ASSIGNMENT.
Keep every line of the data below that has the string "seed" and present those lines.

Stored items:
- - - -

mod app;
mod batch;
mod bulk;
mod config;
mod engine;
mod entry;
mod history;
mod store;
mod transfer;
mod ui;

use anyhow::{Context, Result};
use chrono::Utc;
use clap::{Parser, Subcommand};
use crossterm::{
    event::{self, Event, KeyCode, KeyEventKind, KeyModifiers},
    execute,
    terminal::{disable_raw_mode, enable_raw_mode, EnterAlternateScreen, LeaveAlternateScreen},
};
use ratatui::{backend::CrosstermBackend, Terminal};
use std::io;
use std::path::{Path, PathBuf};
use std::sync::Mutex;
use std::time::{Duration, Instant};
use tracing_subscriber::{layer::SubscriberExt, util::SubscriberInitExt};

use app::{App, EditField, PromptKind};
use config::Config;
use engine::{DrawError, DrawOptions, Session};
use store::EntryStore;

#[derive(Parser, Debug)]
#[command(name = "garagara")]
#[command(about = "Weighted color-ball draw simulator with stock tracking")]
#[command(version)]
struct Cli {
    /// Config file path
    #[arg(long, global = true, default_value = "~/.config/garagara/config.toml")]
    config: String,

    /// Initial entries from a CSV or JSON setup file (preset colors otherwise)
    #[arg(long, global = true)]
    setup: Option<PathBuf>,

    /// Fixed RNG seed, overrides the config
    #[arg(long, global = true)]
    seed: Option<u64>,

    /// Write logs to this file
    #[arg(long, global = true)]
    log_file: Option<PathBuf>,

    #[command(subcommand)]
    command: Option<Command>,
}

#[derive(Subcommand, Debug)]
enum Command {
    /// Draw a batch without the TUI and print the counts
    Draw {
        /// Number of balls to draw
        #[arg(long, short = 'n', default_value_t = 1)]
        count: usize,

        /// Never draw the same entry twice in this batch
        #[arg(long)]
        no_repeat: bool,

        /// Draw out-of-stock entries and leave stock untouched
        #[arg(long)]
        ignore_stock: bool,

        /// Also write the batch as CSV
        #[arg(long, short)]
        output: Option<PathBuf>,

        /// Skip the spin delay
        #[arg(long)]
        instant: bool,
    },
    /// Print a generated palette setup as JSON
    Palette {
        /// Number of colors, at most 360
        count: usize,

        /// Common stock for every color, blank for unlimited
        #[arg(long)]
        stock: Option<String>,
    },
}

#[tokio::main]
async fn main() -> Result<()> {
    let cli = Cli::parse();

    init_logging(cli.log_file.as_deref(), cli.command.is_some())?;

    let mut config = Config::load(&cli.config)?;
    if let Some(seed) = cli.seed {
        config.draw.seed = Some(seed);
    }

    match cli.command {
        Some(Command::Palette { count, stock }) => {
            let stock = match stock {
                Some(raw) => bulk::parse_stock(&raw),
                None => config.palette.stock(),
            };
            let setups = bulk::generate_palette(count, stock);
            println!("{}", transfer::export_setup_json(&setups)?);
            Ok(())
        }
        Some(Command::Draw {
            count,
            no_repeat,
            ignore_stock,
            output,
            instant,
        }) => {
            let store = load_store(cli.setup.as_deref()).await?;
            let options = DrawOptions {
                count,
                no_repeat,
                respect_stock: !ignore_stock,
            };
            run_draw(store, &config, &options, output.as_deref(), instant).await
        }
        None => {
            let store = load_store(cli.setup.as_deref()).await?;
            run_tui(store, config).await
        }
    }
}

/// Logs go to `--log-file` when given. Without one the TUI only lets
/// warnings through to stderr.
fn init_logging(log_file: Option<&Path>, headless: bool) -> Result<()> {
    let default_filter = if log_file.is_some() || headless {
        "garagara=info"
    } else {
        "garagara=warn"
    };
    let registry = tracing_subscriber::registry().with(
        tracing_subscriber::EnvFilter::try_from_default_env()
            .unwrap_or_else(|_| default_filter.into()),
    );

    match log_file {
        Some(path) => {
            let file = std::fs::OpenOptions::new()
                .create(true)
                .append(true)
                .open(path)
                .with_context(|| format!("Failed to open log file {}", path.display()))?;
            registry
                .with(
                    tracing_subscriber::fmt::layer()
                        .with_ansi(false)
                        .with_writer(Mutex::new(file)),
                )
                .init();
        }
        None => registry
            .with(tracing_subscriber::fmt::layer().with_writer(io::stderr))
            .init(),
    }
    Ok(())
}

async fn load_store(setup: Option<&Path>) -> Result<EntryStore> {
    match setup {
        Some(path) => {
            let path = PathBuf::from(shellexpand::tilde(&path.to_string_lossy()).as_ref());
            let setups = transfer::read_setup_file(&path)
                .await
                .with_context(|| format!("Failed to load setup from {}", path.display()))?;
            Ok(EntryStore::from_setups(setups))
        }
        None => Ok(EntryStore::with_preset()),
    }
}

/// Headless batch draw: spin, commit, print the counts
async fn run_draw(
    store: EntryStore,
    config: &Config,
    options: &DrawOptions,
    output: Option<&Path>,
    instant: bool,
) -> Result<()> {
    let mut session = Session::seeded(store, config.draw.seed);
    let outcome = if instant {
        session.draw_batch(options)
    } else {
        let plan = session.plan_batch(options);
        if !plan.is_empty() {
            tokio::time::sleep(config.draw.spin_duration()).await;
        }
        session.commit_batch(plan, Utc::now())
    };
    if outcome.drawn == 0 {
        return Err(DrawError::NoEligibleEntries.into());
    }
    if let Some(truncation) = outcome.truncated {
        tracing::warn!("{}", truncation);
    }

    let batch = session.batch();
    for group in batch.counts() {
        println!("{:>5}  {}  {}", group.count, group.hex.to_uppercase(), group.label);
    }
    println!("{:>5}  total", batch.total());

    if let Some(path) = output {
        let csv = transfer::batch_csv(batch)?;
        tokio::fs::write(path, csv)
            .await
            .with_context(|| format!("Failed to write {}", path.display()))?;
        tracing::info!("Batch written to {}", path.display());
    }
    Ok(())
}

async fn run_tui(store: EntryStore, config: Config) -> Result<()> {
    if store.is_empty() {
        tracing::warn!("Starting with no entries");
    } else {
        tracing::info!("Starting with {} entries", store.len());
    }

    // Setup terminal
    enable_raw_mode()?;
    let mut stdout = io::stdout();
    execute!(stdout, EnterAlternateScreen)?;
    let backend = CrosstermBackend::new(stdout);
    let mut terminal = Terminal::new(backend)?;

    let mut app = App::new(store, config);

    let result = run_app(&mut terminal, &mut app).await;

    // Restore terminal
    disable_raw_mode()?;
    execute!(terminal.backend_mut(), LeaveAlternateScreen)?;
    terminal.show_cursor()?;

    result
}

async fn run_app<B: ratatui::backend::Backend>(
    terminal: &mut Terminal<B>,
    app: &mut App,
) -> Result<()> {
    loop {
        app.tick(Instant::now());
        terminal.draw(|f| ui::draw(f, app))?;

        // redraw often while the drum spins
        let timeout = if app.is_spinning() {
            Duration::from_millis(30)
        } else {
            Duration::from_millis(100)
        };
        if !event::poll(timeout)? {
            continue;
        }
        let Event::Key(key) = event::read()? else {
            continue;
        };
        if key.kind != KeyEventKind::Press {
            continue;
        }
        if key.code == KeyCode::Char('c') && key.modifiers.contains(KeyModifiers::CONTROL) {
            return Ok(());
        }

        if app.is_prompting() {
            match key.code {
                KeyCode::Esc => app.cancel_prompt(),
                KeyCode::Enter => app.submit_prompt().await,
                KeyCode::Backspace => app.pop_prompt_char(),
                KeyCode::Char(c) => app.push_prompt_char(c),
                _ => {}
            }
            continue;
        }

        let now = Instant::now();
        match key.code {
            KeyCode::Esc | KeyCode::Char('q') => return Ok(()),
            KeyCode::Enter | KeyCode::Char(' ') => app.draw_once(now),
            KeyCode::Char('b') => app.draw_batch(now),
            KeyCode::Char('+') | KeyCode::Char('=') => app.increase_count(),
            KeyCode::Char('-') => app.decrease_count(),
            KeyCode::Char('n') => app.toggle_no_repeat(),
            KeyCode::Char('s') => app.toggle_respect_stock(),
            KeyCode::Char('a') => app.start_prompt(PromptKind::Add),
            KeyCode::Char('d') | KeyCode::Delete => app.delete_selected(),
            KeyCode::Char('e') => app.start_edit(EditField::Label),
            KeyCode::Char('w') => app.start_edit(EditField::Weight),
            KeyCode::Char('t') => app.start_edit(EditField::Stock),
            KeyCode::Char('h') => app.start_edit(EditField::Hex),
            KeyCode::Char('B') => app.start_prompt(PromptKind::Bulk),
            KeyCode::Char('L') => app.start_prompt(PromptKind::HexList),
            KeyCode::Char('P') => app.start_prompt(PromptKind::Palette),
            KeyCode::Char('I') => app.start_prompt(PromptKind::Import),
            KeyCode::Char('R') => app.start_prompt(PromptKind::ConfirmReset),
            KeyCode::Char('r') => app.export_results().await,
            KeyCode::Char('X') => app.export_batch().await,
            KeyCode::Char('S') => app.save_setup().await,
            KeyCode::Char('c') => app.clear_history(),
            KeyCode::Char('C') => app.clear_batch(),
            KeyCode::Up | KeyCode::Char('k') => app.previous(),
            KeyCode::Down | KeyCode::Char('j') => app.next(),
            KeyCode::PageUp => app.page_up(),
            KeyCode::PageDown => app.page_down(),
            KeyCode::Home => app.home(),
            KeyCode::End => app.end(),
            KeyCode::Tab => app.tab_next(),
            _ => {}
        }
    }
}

- - - -

EXPECTED OUTPUT.
    /// Fixed RNG seed, overrides the config
    seed: Option<u64>,
    if let Some(seed) = cli.seed {
        config.draw.seed = Some(seed);
    let mut session = Session::seeded(store, config.draw.seed);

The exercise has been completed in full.